= Education policy =

Rules which govern schooling systems

Education policy consists of the principles and policy decisions that influence the field of education, as well as the collection of laws and rules that govern the operation of education systems. Education governance is often shared across local, state, and federal levels. Some analysts view education policy as a form of social engineering.

Education occurs in diverse forms across various institutions. Examples of such educational institutions may include early childhood education centers, kindergarten to 12th grade schools, two- and four-year colleges or universities, graduate and professional education institutes, adult-education establishments, and job-training schemes. The goals of these institutions help shape education policy. Furthermore, these education policies can affect the education people engage in at all ages.

Key areas of debate in education policy, specifically from the field of schools, include school size, class size, school choice, school privatization, police in schools, tracking, teacher selection, education and certification, teacher pay, teaching methods, curricular content, graduation requirements, school-infrastructure investment, and the values that schools are expected to uphold and model.

Education policy also addresses challenges in higher education. The Pell Institute analyzes the barriers experienced by teachers and students within community colleges and universities. These issues involve undocumented students, sex education, and federal-grant aides.
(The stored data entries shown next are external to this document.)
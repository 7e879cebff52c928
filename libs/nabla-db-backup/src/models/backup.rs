use chrono::{DateTime, Utc};
use nabla_query::{DefaultValue, EntitySchema, FieldDef, LooseInt, RawQueryOptions};
use serde::{Deserialize, Serialize};
use validator::Validate;

use super::user::User;

/// Backup records. Free-text search covers `ip`, `file` and `db`.
pub static BACKUP_SCHEMA: EntitySchema = EntitySchema::new(
    "backups",
    &[
        FieldDef::string("ip")
            .required()
            .trim()
            .lowercase()
            .searchable(),
        FieldDef::string("file").required().trim().searchable(),
        FieldDef::string("db").required().trim().searchable(),
        FieldDef::reference("user", "users").required(),
        FieldDef::number("userCount").default_value(DefaultValue::Int(0)),
        FieldDef::number("dbSize").default_value(DefaultValue::Int(0)),
        FieldDef::number("recordCount").default_value(DefaultValue::Int(0)),
        FieldDef::number("collectionCount").default_value(DefaultValue::Int(0)),
        FieldDef::string("status").one_of(&["pending", "completed", "failed"]),
    ],
)
.with_timestamps();

#[derive(Debug, Clone, Copy, PartialEq, Eq, Serialize, Deserialize)]
#[serde(rename_all = "lowercase")]
pub enum BackupStatus {
    Pending,
    Completed,
    Failed,
}

impl BackupStatus {
    pub fn as_str(self) -> &'static str {
        match self {
            BackupStatus::Pending => "pending",
            BackupStatus::Completed => "completed",
            BackupStatus::Failed => "failed",
        }
    }
}

/// Reference field that is either an id or, once populated, the document.
#[derive(Debug, Clone, PartialEq, Serialize, Deserialize)]
#[serde(untagged)]
pub enum Reference<T> {
    Id(String),
    Document(Box<T>),
}

impl<T> Reference<T> {
    pub fn document(&self) -> Option<&T> {
        match self {
            Reference::Id(_) => None,
            Reference::Document(doc) => Some(doc),
        }
    }
}

impl Reference<User> {
    pub fn id(&self) -> &str {
        match self {
            Reference::Id(id) => id,
            Reference::Document(user) => &user.id,
        }
    }
}

/// A backup record as stored locally or returned by the API.
#[derive(Debug, Clone, PartialEq, Serialize, Deserialize)]
#[serde(rename_all = "camelCase")]
pub struct Backup {
    #[serde(alias = "_id")]
    pub id: String,

    /// Dump file name
    pub file: String,

    /// Backed-up database
    pub db: String,

    /// Requesting user
    #[serde(default, skip_serializing_if = "Option::is_none")]
    pub user: Option<Reference<User>>,

    /// Client address of the request
    pub ip: String,

    #[serde(default)]
    pub user_count: u64,

    /// Data size in bytes
    #[serde(default)]
    pub db_size: u64,

    #[serde(default)]
    pub record_count: u64,

    #[serde(default)]
    pub collection_count: u64,

    #[serde(default, skip_serializing_if = "Option::is_none")]
    pub status: Option<BackupStatus>,

    #[serde(default, skip_serializing_if = "Option::is_none")]
    pub created_at: Option<DateTime<Utc>>,

    #[serde(default, skip_serializing_if = "Option::is_none")]
    pub updated_at: Option<DateTime<Utc>>,
}

/// Body of `POST /backups`.
#[derive(Debug, Clone, PartialEq, Serialize, Deserialize, Validate)]
#[serde(rename_all = "camelCase")]
pub struct NewBackup {
    #[validate(length(min = 1, message = "db must not be empty"))]
    pub db: String,

    #[serde(default, skip_serializing_if = "Option::is_none")]
    pub file: Option<String>,

    #[serde(default, skip_serializing_if = "Option::is_none")]
    pub user: Option<String>,

    #[validate(length(min = 1, message = "ip must not be empty"))]
    pub ip: String,

    pub user_count: u64,
    pub db_size: u64,
    pub record_count: u64,
    pub collection_count: u64,

    /// Server hostname or droplet name
    #[serde(default, skip_serializing_if = "Option::is_none")]
    pub hostname: Option<String>,

    #[serde(default, skip_serializing_if = "Option::is_none")]
    pub sitename: Option<String>,
}

/// Query of `GET /backups`.
#[derive(Debug, Clone, Default, PartialEq, Serialize, Deserialize)]
pub struct BackupQuery {
    #[serde(default, skip_serializing_if = "Option::is_none")]
    pub search: Option<String>,

    #[serde(flatten)]
    pub options: RawQueryOptions,
}

impl BackupQuery {
    pub fn search(search: impl Into<String>) -> Self {
        Self {
            search: Some(search.into()),
            options: RawQueryOptions::default(),
        }
    }

    pub fn with_options(mut self, options: RawQueryOptions) -> Self {
        self.options = options;
        self
    }

    /// Query string pairs, in a fixed order, absent values skipped.
    pub fn to_query_pairs(&self) -> Vec<(&'static str, String)> {
        let mut pairs = Vec::new();
        if let Some(search) = self.search.as_deref().filter(|s| !s.is_empty()) {
            pairs.push(("search", search.to_string()));
        }
        if let Some(sort_by) = &self.options.sort_by {
            pairs.push(("sortBy", sort_by.clone()));
        }
        if let Some(populate) = &self.options.populate {
            pairs.push(("populate", populate.clone()));
        }
        if let Some(limit) = &self.options.limit {
            pairs.push(("limit", loose_to_string(limit)));
        }
        if let Some(page) = &self.options.page {
            pairs.push(("page", loose_to_string(page)));
        }
        pairs
    }
}

fn loose_to_string(value: &LooseInt) -> String {
    match value {
        LooseInt::Integer(v) => v.to_string(),
        LooseInt::Float(v) => v.to_string(),
        LooseInt::Text(v) => v.clone(),
    }
}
Education policy analysis is the systematic study of education policies. It seeks to answer questions about the purpose of education, the objectives (societal and personal) that it is designed to attain, the methods for attaining them, and the tools for measuring their success or failure. Research intended to inform education policy is carried out in a wide variety of institutions and in many academic disciplines. For example, researchers are affiliated with schools and departments of education, public policy, psychology, economics, sociology, and human development. Additionally, sociology, political science, economics, and law are disciplines that can be used to better understand how education systems function, their impacts, and how policies might be changed under different conditions. Education policy is sometimes considered a sub-field of social policy and public policy. Examples of education policy analysis may be found in such academic journals as Education Policy Analysis Archives and in university-policy centers such as the National Education Policy Center housed at the University of Colorado Boulder.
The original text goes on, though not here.